Историк Ключевский прав во многом — но только не в своем отношении к фонвизинскому «Недорослю». Митрофан вовсе не «сбивается в карикатуру», хотя он и задуман автором как образ сатирический. И Пушкин, и Фонвизин — оба они сказали о дворянском недоросле правду. Просто Фонвизин сгустил отрицательные свойства недорослей (о которых упоминает и Ключевский: «Учились понемногу... сквозь слезы... со скукой»).
Для Пушкина время Митрофанов и Гриневых стало уже историей. А Фонвизин, современник Митрофана, заботился об исправлении существующих нравов. Ведь человеку, как и обществу, иногда бывает очень полезно увидеть свои пороки сквозь увеличительное стекло.

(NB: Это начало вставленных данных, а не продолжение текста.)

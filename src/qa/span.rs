//! Turns start/end logits into the best answer span of a context.
//!
//! Token offsets are byte ranges into the context; tokens that belong to the
//! question or are special tokens carry `None`. Index 0 is the CLS token and
//! stands for "no answer".

use super::Answer;
use tracing::debug;

const MASKED_LOGIT: f32 = -10_000.0;

#[derive(Debug, Clone, Copy)]
pub struct SpanDecoder {
    pub max_answer_len: usize,
    pub min_score: f32,
}

impl SpanDecoder {
    pub fn new(max_answer_len: usize, min_score: f32) -> Self {
        Self {
            max_answer_len: max_answer_len.max(1),
            min_score,
        }
    }

    pub fn decode(
        &self,
        start_logits: &[f32],
        end_logits: &[f32],
        offsets: &[Option<(usize, usize)>],
        context: &str,
    ) -> Answer {
        let n = start_logits.len().min(end_logits.len()).min(offsets.len());
        if n == 0 {
            return Answer::none(0.0);
        }

        let allowed = |i: usize| i == 0 || offsets[i].is_some();
        let p_start = softmax_masked(&start_logits[..n], allowed);
        let p_end = softmax_masked(&end_logits[..n], allowed);
        let null_score = p_start[0] * p_end[0];

        let mut best: Option<(usize, usize, f32)> = None;
        for i in 1..n {
            if offsets[i].is_none() {
                continue;
            }
            let last = (i + self.max_answer_len).min(n);
            for j in i..last {
                if offsets[j].is_none() {
                    continue;
                }
                let score = p_start[i] * p_end[j];
                if best.is_none_or(|(_, _, s)| score > s) {
                    best = Some((i, j, score));
                }
            }
        }

        let Some((i, j, score)) = best else {
            debug!("No context tokens to choose an answer from");
            return Answer::none(0.0);
        };

        if null_score > score || score < self.min_score {
            debug!(
                "Falling back to empty answer (best {:.4}, null {:.4}, min {:.4})",
                score, null_score, self.min_score
            );
            return Answer::none(score);
        }

        let (Some((start, _)), Some((_, end))) = (offsets[i], offsets[j]) else {
            return Answer::none(score);
        };
        span_text(context, start, end)
            .map(|(start, end)| Answer {
                text: context[start..end].to_string(),
                score: score.clamp(0.0, 1.0),
                start,
                end,
            })
            .unwrap_or_else(|| Answer::none(score))
    }
}

/// Validates a byte range against `context` and trims surrounding whitespace.
fn span_text(context: &str, start: usize, end: usize) -> Option<(usize, usize)> {
    let raw = context.get(start..end)?;
    let leading = raw.len() - raw.trim_start().len();
    let trimmed = raw.trim();
    if trimmed.is_empty() {
        return None;
    }
    let start = start + leading;
    Some((start, start + trimmed.len()))
}

fn softmax_masked(logits: &[f32], allowed: impl Fn(usize) -> bool) -> Vec<f32> {
    let masked: Vec<f32> = logits
        .iter()
        .enumerate()
        .map(|(i, &l)| if allowed(i) { l } else { MASKED_LOGIT })
        .collect();
    let max = masked.iter().copied().fold(f32::NEG_INFINITY, f32::max);
    let exps: Vec<f32> = masked.iter().map(|l| (l - max).exp()).collect();
    let sum: f32 = exps.iter().sum();
    exps.into_iter().map(|e| e / sum).collect()
}
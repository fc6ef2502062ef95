//! # State Module
//!
//! Application state for the console.
//!
//! ```text
//! ┌─────────────────────────────────────────────────────────────────────────┐
//! │                    State Architecture                                   │
//! │                                                                         │
//! │          ┌──────────────────────┐        ┌──────────────────────┐      │
//! │          │    LedgerState       │        │    ConfigState       │      │
//! │          │                      │        │                      │      │
//! │          │  Arc<Mutex<Ledger>>  │        │  hall_name           │      │
//! │          │                      │        │  currency            │      │
//! │          └──────────────────────┘        └──────────────────────┘      │
//! │                                                                         │
//! │  THREAD SAFETY:                                                        │
//! │  • LedgerState: every command runs under the mutex, one at a time      │
//! │  • ConfigState: Read-only after initialization                         │
//! └─────────────────────────────────────────────────────────────────────────┘
//! ```

mod config;
mod ledger;

pub use config::ConfigState;
pub use ledger::LedgerState;
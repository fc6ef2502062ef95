//! # Commands Module
//!
//! Every operation the console exposes, as plain functions over the
//! console state.
//!
//! ## Command Organization
//! ```text
//! commands/
//! ├── mod.rs           ◄─── You are here (exports)
//! ├── tables.rs        ◄─── Table listing and manual status
//! ├── sessions.rs      ◄─── Start / finalize play sessions
//! ├── payments.rs      ◄─── Payment listing and manual entry
//! ├── reservations.rs  ◄─── Book / confirm / cancel
//! └── reports.rs       ◄─── Live billing and dashboard
//! ```
//!
//! ## How Commands Work
//! ```text
//! ┌─────────────────────────────────────────────────────────────────────────┐
//! │                    Command Flow                                         │
//! │                                                                         │
//! │  Shell line:  start 3 Alice                                             │
//! │         │                                                               │
//! │         ▼                                                               │
//! │  commands::sessions::start_session(&ledger, "3", "Alice")               │
//! │         │                                                               │
//! │         │  now = Utc::now()   ◄── captured once per command             │
//! │         ▼                                                               │
//! │  ledger.with_ledger_mut(|l| l.start_session("3", "Alice", now))         │
//! │         │                                                               │
//! │         │ CoreError ──► ApiError                                        │
//! │         ▼                                                               │
//! │  Result<Session, ApiError>  ──► printed as JSON                         │
//! └─────────────────────────────────────────────────────────────────────────┘
//! ```
//!
//! Each command has an `*_at` twin taking `now` explicitly; the plain form
//! reads the clock and delegates. Tests drive the `*_at` forms.

pub mod payments;
pub mod reports;
pub mod reservations;
pub mod sessions;
pub mod tables;
//! # Cuebook Console Entry Point
//!
//! ```text
//! $ cuebook
//! Cuebook Billiards ready. Type `help` for commands.
//! start 3 Alice
//! { "id": "…", "table_number": 3, "customer_name": "Alice", "active": true, … }
//! ```
//!
//! The actual setup is in lib.rs so it can be tested.

#[tokio::main]
async fn main() -> Result<(), Box<dyn std::error::Error>> {
    cuebook_console::run().await
}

Кстати, говорят, что комедия Фонвизина имела и самое пря мое действие. По мнению иных его современников, Митрофан был карикатурой на знакомого Фонвизину дворянского мальчика Алексея Оленина. И карикатура произвела на юного Оленина такое впечатление, что он набросился на учебу, учился в Страсбурге и Дрездене, стал одним из образованнейших людей России и даже президентом Академии Художеств...
Как видите, оба — и Пушкин и Фонвизин — написали правду. Но Фонвизин высветил одну сторону этой правды, а Пушкин сосредоточил свое внимание в основном на другой ее стороне.
То же самое можно сказать и о двух Наполеонах: Наполеоне Лермонтова и Наполеоне Льва Толстого.
Сперва эта мысль несколько ошарашивает. Ведь все знают, что Наполеон был человеком яркого и незаурядного таланта: великий полководец, мощный государственный ум. Даже враги Наполеона этого не могли отрицать.
А у Толстого — ничтожный, тщеславный, пустой человечишка. Олицетворенная пошлость. Нуль. О какой же правде тут можно говорить?
И все-таки когда читаешь в «Войне и мире» страницы, посвященные Наполеону, так и хочется сказать: какая правда!
Может быть, все дело в огромном художественном даре Толстого? Может быть, обаяние его таланта помогло ему даже неправду сделать достоверной и убедительной, прямо-таки неотличимой от правды?
Нет. Такое даже Толстому было бы не под силу.
Впрочем, почему «даже Толстому»? Именно Толстой-то и не мог выдавать неправду за правду. Потому что чем крупнее художник, тем острее он ощущает необходимость говорить только правду.
Очень точно сказал об этом один русский поэт:
— Неумение найти и сказать правду — недостаток, который никаким умением говорить неправду не покрыть.
Изображая Наполеона, Толстой стремился выразить ту правду, которая была спрятана от глаз, лежала глубоко под поверхностью общеизвестных фактов.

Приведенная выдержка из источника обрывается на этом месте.